The Good Neighbor Moved Out

Friday, January 4th, 2008

I called one of my good friends the other day; this guy is both a personal and professional acquaintence of mine as he is a mortgage loan originator (loan officer) for Fifth Third Bank. I was disappointed to learn that Fifth Third Bank had retired a popular mortgage product that I have long touted and promoted to clients: The Good Neighbor Home Loan.

This loan was unique in the respect that it allowed first-time home buyers to borrow 100% of the sale price of the home on a competitive 30-year, fixed rate mortgage WITHOUT having to pay PMI (private mortgage insurance). To qualify as a first-time home buyer the applicant had to not own a home within the last two years. There was also an income limitation (cap, not minimum) so it was great for young professionals, newly weds, recent college graduates, or just your regular working stiffs. The closing costs were very reasonable, too. I want to say that the numerous closings that I had as a Realtor where the borrower used this loan program, the closing costs to the borrower were usually $1,200 to $1,600. Also, the seller could help pay some of the buyer’s closing costs (up to 3% of the sale price I believe) so the buyer could almost walk in and buy the home with no cash at closing.

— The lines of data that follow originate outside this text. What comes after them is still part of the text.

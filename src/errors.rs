// errors.rs
use crate::search::SearchError;
use crate::store::ConfigError;
use std::fmt;

/// Errors that end a run. Search and notification failures never get here;
/// they are handled per entry and per message.
#[derive(Debug)]
pub enum AppError {
    /// The config file could not be read, parsed or validated.
    Config(ConfigError),
    /// The search client could not be built.
    Search(SearchError),
    Logging(String),
    /// Updated thresholds could not be written back. The next run would
    /// compare against stale prices and re-notify, so this is reported apart.
    Persistence(ConfigError),
}

impl AppError {
    pub fn exit_code(&self) -> u8 {
        match self {
            AppError::Persistence(_) => 2,
            _ => 1,
        }
    }
}

impl fmt::Display for AppError {
    fn fmt(&self, f: &mut fmt::Formatter<'_>) -> fmt::Result {
        match self {
            AppError::Config(e) => write!(f, "Could not load config: {e}"),
            AppError::Search(e) => write!(f, "Could not start fare search: {e}"),
            AppError::Logging(msg) => write!(f, "Could not set up logging: {msg}"),
            AppError::Persistence(e) => write!(f, "Could not save updated prices: {e}"),
        }
    }
}

impl std::error::Error for AppError {}

impl From<ConfigError> for AppError {
    fn from(e: ConfigError) -> Self {
        AppError::Config(e)
    }
}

Now I realize that with the rise in foreclosures and everything you hear on the news about subprime loans and banks having problems with liquidity that this program sounds horrible to a bank for the same reasons it sounds great to buyers! But this wasn’t for your subprime borrower… the buyers had to have good credit to get these loans, conforming loans as opposed to non-conforming. This loan program gave Fifth Third a nice competitive edge in the first-time home buyer market and I can only assume helped build loyalty and helped sell additional products and services. The borrowers were given a half a point reduction on the interest rate of their loans if they had the monthly payment automatically drafted from their Fifth Third checking account. Hence, borrowers then started doing more and more banking with Fifth Third.

I would like to see Fifth Third bring back this loan program. If you bank with Fifth Third and if you are ever in a position where you’re asked by an employee or manager what you like or don’t like about the bank, I hope you will mention that you’d like to see them bring back The Good Neighbor Home Loan Program. In the meantime, there are still many loan programs out there to help first-time home buyers - such as FHA loans. If you have questions or need specific advice, call or stop by the bank of your choice to talk to a lender that you know and trust.

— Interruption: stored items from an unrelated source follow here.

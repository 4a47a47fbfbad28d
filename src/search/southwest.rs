// southwest.rs
use crate::domain::fares::RawRow;
use crate::domain::watch::format_date;
use crate::search::{SearchError, SearchProvider, SearchQuery, SearchResults};
use crate::store::SearchSettings;
use rand::Rng;
use reqwest::blocking::Client;
use reqwest::StatusCode;
use scraper::{ElementRef, Html, Selector};
use std::cell::Cell;
use std::time::{Duration, Instant};
use tracing::{debug, info};
use url::Url;

const BOOKING_FORM: &str = ".booking-form--form";
const OUTBOUND_TABLE: &str = "faresOutbound";
const RETURN_TABLE: &str = "faresReturn";
const FLIGHT_CELL: &str = ".js-flight-performance";
const PRICE_CELL: &str = ".product_price";

/// Fare search against southwest.com: load the landing page, submit its
/// booking form, and read the fare tables out of the result page.
pub struct SouthwestProvider {
    client: Client,
    settings: SearchSettings,
    last_search: Cell<Option<Instant>>,
}

impl SouthwestProvider {
    pub fn new(settings: SearchSettings) -> Result<Self, SearchError> {
        let client = Client::builder()
            .user_agent(settings.user_agent.clone())
            .timeout(Duration::from_secs(settings.timeout_secs))
            .cookie_store(true)
            .build()
            .map_err(|e| SearchError::Network(e.to_string()))?;

        Ok(Self {
            client,
            settings,
            last_search: Cell::new(None),
        })
    }

    /// Keep consecutive searches apart; the site throttles bursts.
    fn pace(&self) {
        if let Some(previous) = self.last_search.get() {
            let jitter = if self.settings.jitter_secs > 0 {
                rand::thread_rng().gen_range(0..=self.settings.jitter_secs)
            } else {
                0
            };
            let gap = Duration::from_secs(self.settings.pause_secs + jitter);
            let elapsed = previous.elapsed();
            if elapsed < gap {
                std::thread::sleep(gap - elapsed);
            }
        }
        self.last_search.set(Some(Instant::now()));
    }

    fn fetch_text(&self, request: reqwest::blocking::RequestBuilder) -> Result<String, SearchError> {
        let resp = request.send()?;
        let status = resp.status();
        let text = resp.text()?;

        if status == StatusCode::FORBIDDEN || status == StatusCode::TOO_MANY_REQUESTS {
            return Err(SearchError::Blocked(format!("HTTP {status}")));
        }
        if !status.is_success() {
            return Err(SearchError::Network(format!("HTTP {status}")));
        }
        Ok(text)
    }

    /// Where the booking form posts to, plus the hidden fields it carries.
    fn booking_form(&self) -> Result<(Url, Vec<(String, String)>), SearchError> {
        let base = Url::parse(&self.settings.base_url)
            .map_err(|e| SearchError::Network(format!("bad base url: {e}")))?;
        let html = self.fetch_text(self.client.get(base.clone()))?;

        let form = parse_booking_form(&html, &base)?;
        match form {
            Some(form) => Ok(form),
            None => {
                debug!(
                    "No booking form on {}, posting to {}",
                    base, self.settings.search_path
                );
                let action = base
                    .join(&self.settings.search_path)
                    .map_err(|e| SearchError::Network(format!("bad search path: {e}")))?;
                Ok((action, Vec::new()))
            }
        }
    }
}

impl SearchProvider for SouthwestProvider {
    fn search(&self, query: &SearchQuery) -> Result<SearchResults, SearchError> {
        self.pace();

        info!(
            "Checking southwest.com for {}->{} out {} back {} ({} adult(s))",
            query.origin,
            query.destination,
            format_date(query.outbound_date),
            query.return_date.map(format_date).unwrap_or_else(|| "-".into()),
            query.adult_passengers
        );

        let start = Instant::now();
        let (action, mut fields) = self.booking_form()?;
        for (name, value) in form_fields(query) {
            fields.retain(|(existing, _)| existing != name);
            fields.push((name.to_string(), value));
        }

        let html = self.fetch_text(self.client.post(action).form(&fields))?;
        let results = parse_results(&html, query.is_round_trip())?;

        debug!(
            "Search finished in {:?}: {} outbound row(s), {} return row(s)",
            start.elapsed(),
            results.outbound.len(),
            results.inbound.len()
        );
        Ok(results)
    }
}

/// Booking form field values for a query, as the site's own form sends them.
pub fn form_fields(query: &SearchQuery) -> Vec<(&'static str, String)> {
    let (two_way, return_airport, return_date) = match query.return_date {
        Some(date) => ("true", "RoundTrip", format_date(date)),
        None => ("false", "", String::new()),
    };

    vec![
        ("twoWayTrip", two_way.to_string()),
        ("airTranRedirect", String::new()),
        ("returnAirport", return_airport.to_string()),
        ("outboundTimeOfDay", "ANYTIME".to_string()),
        ("returnTimeOfDay", "ANYTIME".to_string()),
        ("seniorPassengerCount", "0".to_string()),
        ("fareType", "DOLLARS".to_string()),
        ("originAirport", query.origin.clone()),
        ("destinationAirport", query.destination.clone()),
        ("outboundDateString", format_date(query.outbound_date)),
        ("returnDateString", return_date),
        ("adultPassengerCount", query.adult_passengers.to_string()),
    ]
}

fn selector(css: &str) -> Result<Selector, SearchError> {
    Selector::parse(css).map_err(|e| SearchError::HtmlParse(e.to_string()))
}

/// Text of a cell with markup stripped and whitespace collapsed, so
/// `$<span>249</span>` reads as `$249`.
fn cell_text(cell: ElementRef<'_>) -> String {
    cell.text()
        .collect::<String>()
        .split_whitespace()
        .collect::<Vec<_>>()
        .join(" ")
}

/// Action URL and hidden inputs of the booking form, if the page has one.
pub fn parse_booking_form(
    html: &str,
    page_url: &Url,
) -> Result<Option<(Url, Vec<(String, String)>)>, SearchError> {
    let document = Html::parse_document(html);
    let form_sel = selector(BOOKING_FORM)?;
    let hidden_sel = selector(r#"input[type="hidden"]"#)?;

    let Some(form) = document.select(&form_sel).next() else {
        return Ok(None);
    };
    let Some(action) = form.value().attr("action") else {
        return Ok(None);
    };
    let action = page_url
        .join(action)
        .map_err(|e| SearchError::HtmlParse(format!("bad form action {action:?}: {e}")))?;

    let hidden = form
        .select(&hidden_sel)
        .filter_map(|input| {
            let name = input.value().attr("name")?;
            let value = input.value().attr("value").unwrap_or_default();
            Some((name.to_string(), value.to_string()))
        })
        .collect();

    Ok(Some((action, hidden)))
}

/// Rows of the fare table with the given element id. A missing table yields
/// no rows.
pub fn extract_rows(html: &Html, table_id: &str) -> Result<Vec<RawRow>, SearchError> {
    let row_sel = selector(&format!("table#{table_id} tbody tr"))?;
    let flight_sel = selector(FLIGHT_CELL)?;
    let price_sel = selector(PRICE_CELL)?;

    let rows = html
        .select(&row_sel)
        .map(|row| RawRow {
            flight_text: row.select(&flight_sel).map(cell_text).collect::<Vec<_>>().join(" "),
            price_tokens: row.select(&price_sel).map(cell_text).collect(),
        })
        .collect();

    Ok(rows)
}

pub fn parse_results(html: &str, round_trip: bool) -> Result<SearchResults, SearchError> {
    let document = Html::parse_document(html);
    let outbound = extract_rows(&document, OUTBOUND_TABLE)?;
    let inbound = if round_trip {
        extract_rows(&document, RETURN_TABLE)?
    } else {
        Vec::new()
    };

    Ok(SearchResults { outbound, inbound })
}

As always, I welcome your comments and feedback…

Banks Ditch Home Loans for Student Loans

Thursday, January 3rd, 2008

Yesterday I read an article that National City Corporation, with headquarters in Cleveland, Ohio, is laying off approximately 900 people that work in its mortgage division and is no longer accepting loans from mortgage brokers.

As a quick aside for those readers out there who have never shopped for a mortgage or did not realize there are different types of lenders, we have mortgage bankers and mortgage brokers. A mortgage banker is typically an employee of the bank, “the loan officer” in your friendly neighborhood branch, whereas the mortgage broker is like an independent agent that takes your loan application and sends it to multiple lenders to (supposedly) try to find you the best deal that they possibly can in the market. Mortgage brokers of course charge you a fee to do this service and/or they receive a fee from the lender that makes you the loan.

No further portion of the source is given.